CLIMAP has been a cornerstone of paleoclimate research and remains the most used sea surface temperature reconstruction of the global ocean during the last glacial maximum (Yin and Battisti 2001), but it has also been persistently controversial. CLIMAP resulted in estimates of global cooling of only 3.0 ± 0.6 °C relative to the modern day (Hoffert and Covey 1992). The climate change during an ice age that occurs far from the continental ice sheets themselves is believed to be primarily controlled by changes in greenhouse gases, hence the conditions during the last glacial maximum provide a natural experiment for measuring the impact of changes in greenhouse gases on climate. The cited estimates of 3.0 °C implies a climate sensitivity to carbon dioxide changes at the low end of the range proposed by the Intergovernmental Panel on Climate Change.

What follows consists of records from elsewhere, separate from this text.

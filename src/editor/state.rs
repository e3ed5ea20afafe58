//! Highlight editor state machine
//!
//! ```text
//!            selection                 click on highlight
//!   Closed ─────────────▶ Creating ───────────────────────▶ Editing
//!     ▲                      │  create confirmed (promote)     │ ▲
//!     │                      └────────────────────────────────▶│ │ click
//!     └──────────── cancel / confirmed / deleted / navigate ───┴─┘
//! ```
//!
//! The editor holds a transient copy of one mark. Nothing here talks to the
//! engine or the network; the session turns transitions into effects.

use std::fmt;

use crate::annotations::{Color, EditorValue, Mark, MarkFields, MarkId};
use crate::cfi::{Rect, Selection};
use crate::pipeline::Ticket;
use crate::render::NodeHandle;

/// Identity of a draft for its lifetime in the editor
#[derive(Debug, Clone, Copy, PartialEq, Eq, Hash, PartialOrd, Ord)]
pub struct DraftKey(pub u64);

impl fmt::Display for DraftKey {
    fn fmt(&self, f: &mut fmt::Formatter<'_>) -> fmt::Result {
        write!(f, "draft-{}", self.0)
    }
}

/// What the editor popup is positioned against
#[derive(Debug, Clone, Copy, PartialEq)]
pub enum Anchor {
    /// Selection rectangle of a new selection
    Rect(Rect),
    /// Overlay node of a clicked highlight
    Node(NodeHandle),
}

/// A mark being created, not yet persisted
#[derive(Debug, Clone, PartialEq)]
pub struct Draft {
    pub key: DraftKey,
    pub anchor: Anchor,
    pub fields: MarkFields,
}

/// An existing mark being edited
#[derive(Debug, Clone, PartialEq)]
pub struct EditSession {
    pub id: MarkId,
    pub anchor: Anchor,
    pub fields: MarkFields,
    /// Value when editing began, restored on cancel
    pub snapshot: Mark,
    /// Update issued from this session by confirm
    pub confirming: Option<Ticket>,
}

#[derive(Debug, Clone, PartialEq, Default)]
pub enum EditorState {
    #[default]
    Closed,
    Creating(Draft),
    Editing(EditSession),
}

#[derive(Debug, Clone, Copy, PartialEq, Eq)]
pub enum EditorMode {
    Closed,
    Creating,
    Editing,
}

/// A single field change made in the popup
#[derive(Debug, Clone, PartialEq)]
pub enum FieldEdit {
    Color(Option<Color>),
    Content(String),
}

impl FieldEdit {
    fn apply(self, fields: &mut MarkFields) {
        match self {
            FieldEdit::Color(color) => fields.color = color,
            FieldEdit::Content(content) => fields.content = content,
        }
    }
}

/// Which mark an edit landed on
#[derive(Debug, Clone, PartialEq, Eq)]
pub enum EditTarget {
    Draft(DraftKey),
    Existing(MarkId),
}

/// Editor for one reader session
#[derive(Debug)]
pub struct Editor {
    book_id: String,
    state: EditorState,
    next_draft: u64,
}

impl Editor {
    pub fn new(book_id: &str) -> Self {
        Self {
            book_id: book_id.to_string(),
            state: EditorState::Closed,
            next_draft: 0,
        }
    }

    pub fn state(&self) -> &EditorState {
        &self.state
    }

    pub fn mode(&self) -> EditorMode {
        match self.state {
            EditorState::Closed => EditorMode::Closed,
            EditorState::Creating(_) => EditorMode::Creating,
            EditorState::Editing(_) => EditorMode::Editing,
        }
    }

    pub fn is_open(&self) -> bool {
        !matches!(self.state, EditorState::Closed)
    }

    /// Current value, if the editor is open
    pub fn value(&self) -> Option<EditorValue> {
        match &self.state {
            EditorState::Closed => None,
            EditorState::Creating(draft) => Some(EditorValue::draft(draft.fields.clone())),
            EditorState::Editing(session) => Some(EditorValue {
                id: Some(session.id.clone()),
                fields: session.fields.clone(),
            }),
        }
    }

    pub fn anchor(&self) -> Option<Anchor> {
        match &self.state {
            EditorState::Closed => None,
            EditorState::Creating(draft) => Some(draft.anchor),
            EditorState::Editing(session) => Some(session.anchor),
        }
    }

    pub fn draft_key(&self) -> Option<DraftKey> {
        match &self.state {
            EditorState::Creating(draft) => Some(draft.key),
            _ => None,
        }
    }

    pub fn editing_id(&self) -> Option<&MarkId> {
        match &self.state {
            EditorState::Editing(session) => Some(&session.id),
            _ => None,
        }
    }

    pub fn snapshot(&self) -> Option<&Mark> {
        match &self.state {
            EditorState::Editing(session) => Some(&session.snapshot),
            _ => None,
        }
    }

    /// Record the update confirm issued for the open edit
    pub fn mark_confirming(&mut self, ticket: Ticket) {
        if let EditorState::Editing(session) = &mut self.state {
            session.confirming = Some(ticket);
        }
    }

    /// Ticket of the open edit's confirm, if any
    pub fn confirming(&self) -> Option<Ticket> {
        match &self.state {
            EditorState::Editing(session) => session.confirming,
            _ => None,
        }
    }

    /// Allocate a draft key, also used for marks created outside the popup
    pub fn next_key(&mut self) -> DraftKey {
        self.next_draft += 1;
        DraftKey(self.next_draft)
    }

    /// Open a fresh draft for a new selection.
    ///
    /// Whatever was open is discarded without saving.
    pub fn open_draft(&mut self, selection: &Selection) -> DraftKey {
        let key = self.next_key();
        let fields = MarkFields::highlight(
            &self.book_id,
            selection.cfi.clone(),
            &selection.selected_text,
            &selection.context_heading,
        );

        if self.is_open() {
            tracing::debug!("Discarding open editor for new selection at {}", selection.cfi);
        }
        tracing::debug!("Editor creating {} at {}", key, selection.cfi);
        self.state = EditorState::Creating(Draft {
            key,
            anchor: Anchor::Rect(selection.rect),
            fields,
        });
        key
    }

    /// Open an existing mark; the most recent call wins
    pub fn open_existing(&mut self, mark: Mark, anchor: Anchor) {
        tracing::debug!("Editor editing mark {}", mark.id);
        self.state = EditorState::Editing(EditSession {
            id: mark.id.clone(),
            anchor,
            fields: mark.fields.clone(),
            snapshot: mark,
            confirming: None,
        });
    }

    /// Apply a field edit to whatever is open
    pub fn apply(&mut self, edit: FieldEdit) -> Option<EditTarget> {
        match &mut self.state {
            EditorState::Closed => None,
            EditorState::Creating(draft) => {
                edit.apply(&mut draft.fields);
                Some(EditTarget::Draft(draft.key))
            }
            EditorState::Editing(session) => {
                edit.apply(&mut session.fields);
                Some(EditTarget::Existing(session.id.clone()))
            }
        }
    }

    /// Turn the draft `key` into an edit of the persisted mark.
    ///
    /// `persisted` is what the server holds and becomes the cancel snapshot.
    /// Returns the editor's current value, which may include edits made
    /// while the create was in flight. `None` when `key` is no longer open.
    pub fn promote(&mut self, key: DraftKey, persisted: &Mark) -> Option<Mark> {
        let draft = match &self.state {
            EditorState::Creating(draft) if draft.key == key => draft.clone(),
            _ => return None,
        };

        tracing::debug!("Editor promoted {} to mark {}", key, persisted.id);
        let current = Mark::new(persisted.id.clone(), draft.fields.clone());
        self.state = EditorState::Editing(EditSession {
            id: persisted.id.clone(),
            anchor: draft.anchor,
            fields: draft.fields,
            snapshot: persisted.clone(),
            confirming: None,
        });
        Some(current)
    }

    /// Close the editor, returning what was open
    pub fn close(&mut self) -> EditorState {
        std::mem::take(&mut self.state)
    }
}

#[cfg(test)]
mod tests {
    use super::*;
    use crate::annotations::MarkType;
    use crate::cfi::Cfi;

    fn selection(cfi: &str, x: f64) -> Selection {
        Selection {
            cfi: Cfi::new(cfi).unwrap(),
            selected_text: "selected".to_string(),
            rect: Rect::new(x, 0.0, 50.0, 10.0),
            context_heading: "Heading".to_string(),
        }
    }

    fn existing(id: &str) -> Mark {
        let mut fields = MarkFields::highlight("book-1", Cfi::new("epubcfi-7").unwrap(), "old", "");
        fields.color = Some(Color::Red);
        Mark::new(MarkId::from(id), fields)
    }

    #[test]
    fn test_selection_opens_draft() {
        let mut editor = Editor::new("book-1");
        assert_eq!(editor.mode(), EditorMode::Closed);

        let key = editor.open_draft(&selection("epubcfi-42", 5.0));

        assert_eq!(editor.mode(), EditorMode::Creating);
        assert_eq!(editor.draft_key(), Some(key));
        assert_eq!(editor.anchor(), Some(Anchor::Rect(Rect::new(5.0, 0.0, 50.0, 10.0))));

        let value = editor.value().unwrap();
        assert!(value.is_draft());
        assert_eq!(value.fields.epubcfi.as_str(), "epubcfi-42");
        assert_eq!(value.fields.selected_string, "selected");
        assert_eq!(value.fields.title, "Heading");
        assert_eq!(value.fields.mark_type, MarkType::Highlight);
        assert_eq!(value.fields.color, None);
        assert_eq!(value.fields.book_id, "book-1");
    }

    #[test]
    fn test_second_selection_wins() {
        let mut editor = Editor::new("book-1");
        let first = editor.open_draft(&selection("epubcfi-1", 1.0));
        editor.apply(FieldEdit::Color(Some(Color::Red)));
        let second = editor.open_draft(&selection("epubcfi-2", 2.0));

        assert_ne!(first, second);
        let value = editor.value().unwrap();
        assert_eq!(value.fields.epubcfi.as_str(), "epubcfi-2");
        assert_eq!(value.fields.color, None);
        assert_eq!(editor.anchor(), Some(Anchor::Rect(Rect::new(2.0, 0.0, 50.0, 10.0))));
    }

    #[test]
    fn test_selection_replaces_existing_edit() {
        let mut editor = Editor::new("book-1");
        editor.open_existing(existing("7"), Anchor::Node(NodeHandle(1)));
        editor.open_draft(&selection("epubcfi-3", 0.0));

        assert_eq!(editor.mode(), EditorMode::Creating);
        assert!(editor.value().unwrap().id.is_none());
    }

    #[test]
    fn test_click_opens_and_last_click_wins() {
        let mut editor = Editor::new("book-1");
        editor.open_existing(existing("7"), Anchor::Node(NodeHandle(1)));
        editor.open_existing(existing("8"), Anchor::Node(NodeHandle(2)));

        assert_eq!(editor.editing_id().unwrap().as_str(), "8");
        assert_eq!(editor.anchor(), Some(Anchor::Node(NodeHandle(2))));
        assert_eq!(editor.snapshot().unwrap().id.as_str(), "8");
    }

    #[test]
    fn test_edits_keep_snapshot() {
        let mut editor = Editor::new("book-1");
        editor.open_existing(existing("7"), Anchor::Node(NodeHandle(1)));

        let target = editor.apply(FieldEdit::Color(Some(Color::Blue)));
        editor.apply(FieldEdit::Content("comment".to_string()));

        assert_eq!(target, Some(EditTarget::Existing(MarkId::from("7"))));
        let value = editor.value().unwrap();
        assert_eq!(value.fields.color, Some(Color::Blue));
        assert_eq!(value.fields.content, "comment");
        assert_eq!(editor.snapshot().unwrap().fields.color, Some(Color::Red));
    }

    #[test]
    fn test_promote_keeps_in_flight_edits() {
        let mut editor = Editor::new("book-1");
        let key = editor.open_draft(&selection("epubcfi-42", 0.0));
        editor.apply(FieldEdit::Color(Some(Color::Red)));
        let sent = Mark::new(MarkId::from("11"), editor.value().unwrap().fields);
        editor.apply(FieldEdit::Color(Some(Color::Teal)));

        let current = editor.promote(key, &sent).unwrap();

        assert_eq!(editor.mode(), EditorMode::Editing);
        assert_eq!(current.fields.color, Some(Color::Teal));
        assert_eq!(editor.snapshot().unwrap().fields.color, Some(Color::Red));
        assert_eq!(editor.editing_id().unwrap().as_str(), "11");
    }

    #[test]
    fn test_promote_stale_draft_ignored() {
        let mut editor = Editor::new("book-1");
        let stale = editor.open_draft(&selection("epubcfi-1", 0.0));
        editor.open_draft(&selection("epubcfi-2", 0.0));

        assert!(editor.promote(stale, &existing("5")).is_none());
        assert_eq!(editor.mode(), EditorMode::Creating);
    }

    #[test]
    fn test_close_returns_previous_state() {
        let mut editor = Editor::new("book-1");
        editor.open_existing(existing("7"), Anchor::Node(NodeHandle(1)));

        let previous = editor.close();

        assert!(matches!(previous, EditorState::Editing(_)));
        assert!(!editor.is_open());
        assert!(editor.apply(FieldEdit::Content("ignored".to_string())).is_none());
    }
}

However, CLIMAP also suggested that some of the tropics and in particular much of the Pacific Ocean were warmer than they are today. To date, no climate model has been able to reproduce the proposed warming in the Pacific (Yin and Battisti 2001), with most preferring a several degree cooling. Also, it appears that climate models which are forced to match the CLIMAP sea surface measurements are too warm to match estimates for changes at continental locations (Pinot et al. 1999). This suggests that either climate model design is missing some important unknown factor, or CLIMAP systematically overestimated the temperatures in the tropical oceans during the last glacial, though there is at present no consistent explanation for why or how this should have happened. Unfortunately cost and difficulty of collecting sediment cores from the open Pacific has limited the availability of samples that might help to confirm or disprove these observations. If the Pacific reconstruction is assumed to be in error, it would result in a larger climate sensitivity to changes in greenhouse gases.